**Activity:**
Using the listing below, work out how many lines contain the word "host", and respond with that number alone.
------------------------------------------------------------------------
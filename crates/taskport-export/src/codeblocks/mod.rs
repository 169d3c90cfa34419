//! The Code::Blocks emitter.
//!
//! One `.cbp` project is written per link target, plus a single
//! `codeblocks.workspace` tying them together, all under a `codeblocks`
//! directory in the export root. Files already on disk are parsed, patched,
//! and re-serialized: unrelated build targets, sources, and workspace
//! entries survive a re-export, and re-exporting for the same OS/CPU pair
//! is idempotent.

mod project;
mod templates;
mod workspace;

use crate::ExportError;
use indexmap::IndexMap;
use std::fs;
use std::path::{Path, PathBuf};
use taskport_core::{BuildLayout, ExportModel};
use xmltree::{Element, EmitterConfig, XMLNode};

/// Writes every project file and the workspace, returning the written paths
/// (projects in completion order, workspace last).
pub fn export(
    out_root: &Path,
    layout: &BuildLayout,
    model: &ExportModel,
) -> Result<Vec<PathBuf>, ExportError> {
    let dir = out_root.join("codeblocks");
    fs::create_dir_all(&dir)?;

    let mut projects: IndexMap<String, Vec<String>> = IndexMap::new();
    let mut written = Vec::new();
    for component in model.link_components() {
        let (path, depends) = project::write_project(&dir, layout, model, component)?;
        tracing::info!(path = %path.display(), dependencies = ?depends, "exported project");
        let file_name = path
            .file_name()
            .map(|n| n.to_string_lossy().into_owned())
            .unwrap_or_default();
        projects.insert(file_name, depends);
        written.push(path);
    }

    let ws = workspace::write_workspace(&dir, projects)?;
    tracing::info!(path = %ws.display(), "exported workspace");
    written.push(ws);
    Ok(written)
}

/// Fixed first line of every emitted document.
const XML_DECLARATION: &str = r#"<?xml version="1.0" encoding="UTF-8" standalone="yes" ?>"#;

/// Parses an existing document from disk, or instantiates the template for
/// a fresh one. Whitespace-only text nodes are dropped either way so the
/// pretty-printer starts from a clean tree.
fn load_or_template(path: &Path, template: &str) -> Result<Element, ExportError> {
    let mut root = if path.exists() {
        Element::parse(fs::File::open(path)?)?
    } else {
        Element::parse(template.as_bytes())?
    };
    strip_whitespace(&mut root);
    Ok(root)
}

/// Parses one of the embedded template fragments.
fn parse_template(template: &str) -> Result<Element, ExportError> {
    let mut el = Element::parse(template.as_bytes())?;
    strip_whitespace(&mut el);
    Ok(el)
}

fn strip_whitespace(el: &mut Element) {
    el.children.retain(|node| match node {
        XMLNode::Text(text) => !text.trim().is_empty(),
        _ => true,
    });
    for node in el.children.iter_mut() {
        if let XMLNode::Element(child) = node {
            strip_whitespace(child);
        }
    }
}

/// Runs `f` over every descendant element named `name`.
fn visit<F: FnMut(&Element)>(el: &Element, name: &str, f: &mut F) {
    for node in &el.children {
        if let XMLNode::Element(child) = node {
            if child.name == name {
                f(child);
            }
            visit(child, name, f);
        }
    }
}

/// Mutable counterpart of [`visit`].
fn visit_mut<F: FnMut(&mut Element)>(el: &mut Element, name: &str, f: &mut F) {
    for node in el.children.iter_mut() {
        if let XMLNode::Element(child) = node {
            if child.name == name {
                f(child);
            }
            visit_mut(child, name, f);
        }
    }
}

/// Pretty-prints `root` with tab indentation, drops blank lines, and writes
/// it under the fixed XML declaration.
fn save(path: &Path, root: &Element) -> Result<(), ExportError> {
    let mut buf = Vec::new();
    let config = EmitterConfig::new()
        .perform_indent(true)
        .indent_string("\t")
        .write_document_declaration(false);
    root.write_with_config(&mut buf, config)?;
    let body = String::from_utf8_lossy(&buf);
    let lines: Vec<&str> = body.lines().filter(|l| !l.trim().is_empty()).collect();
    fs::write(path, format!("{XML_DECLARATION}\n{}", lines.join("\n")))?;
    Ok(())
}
------------------------------------------------------------------------
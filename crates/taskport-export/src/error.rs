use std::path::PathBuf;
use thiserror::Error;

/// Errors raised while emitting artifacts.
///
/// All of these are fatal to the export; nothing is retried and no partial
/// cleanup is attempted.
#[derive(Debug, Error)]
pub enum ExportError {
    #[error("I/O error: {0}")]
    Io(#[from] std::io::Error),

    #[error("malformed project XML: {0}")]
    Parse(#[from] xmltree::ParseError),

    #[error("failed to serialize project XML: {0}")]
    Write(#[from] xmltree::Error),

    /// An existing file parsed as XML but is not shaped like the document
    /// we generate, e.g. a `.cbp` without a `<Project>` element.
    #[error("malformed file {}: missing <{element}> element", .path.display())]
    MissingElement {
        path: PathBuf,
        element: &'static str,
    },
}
------------------------------------------------------------------------
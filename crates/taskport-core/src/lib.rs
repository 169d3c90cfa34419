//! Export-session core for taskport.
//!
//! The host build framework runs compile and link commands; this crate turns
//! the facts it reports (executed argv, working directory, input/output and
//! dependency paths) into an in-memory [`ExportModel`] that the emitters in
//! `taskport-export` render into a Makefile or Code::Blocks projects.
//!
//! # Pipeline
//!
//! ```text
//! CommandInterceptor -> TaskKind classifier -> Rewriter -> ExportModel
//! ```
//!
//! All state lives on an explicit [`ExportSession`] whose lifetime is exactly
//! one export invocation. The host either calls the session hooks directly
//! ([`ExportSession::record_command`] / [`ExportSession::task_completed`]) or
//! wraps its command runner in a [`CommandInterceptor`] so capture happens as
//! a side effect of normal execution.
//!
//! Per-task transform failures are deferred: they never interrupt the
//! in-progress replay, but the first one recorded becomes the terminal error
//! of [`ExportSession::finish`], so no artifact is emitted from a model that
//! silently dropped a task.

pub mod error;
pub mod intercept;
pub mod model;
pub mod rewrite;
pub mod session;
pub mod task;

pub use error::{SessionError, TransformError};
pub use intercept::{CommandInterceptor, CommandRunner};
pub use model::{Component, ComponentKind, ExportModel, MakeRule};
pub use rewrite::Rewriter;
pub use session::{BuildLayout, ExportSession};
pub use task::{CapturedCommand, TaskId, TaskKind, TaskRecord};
------------------------------------------------------------------------
**Written response:**
2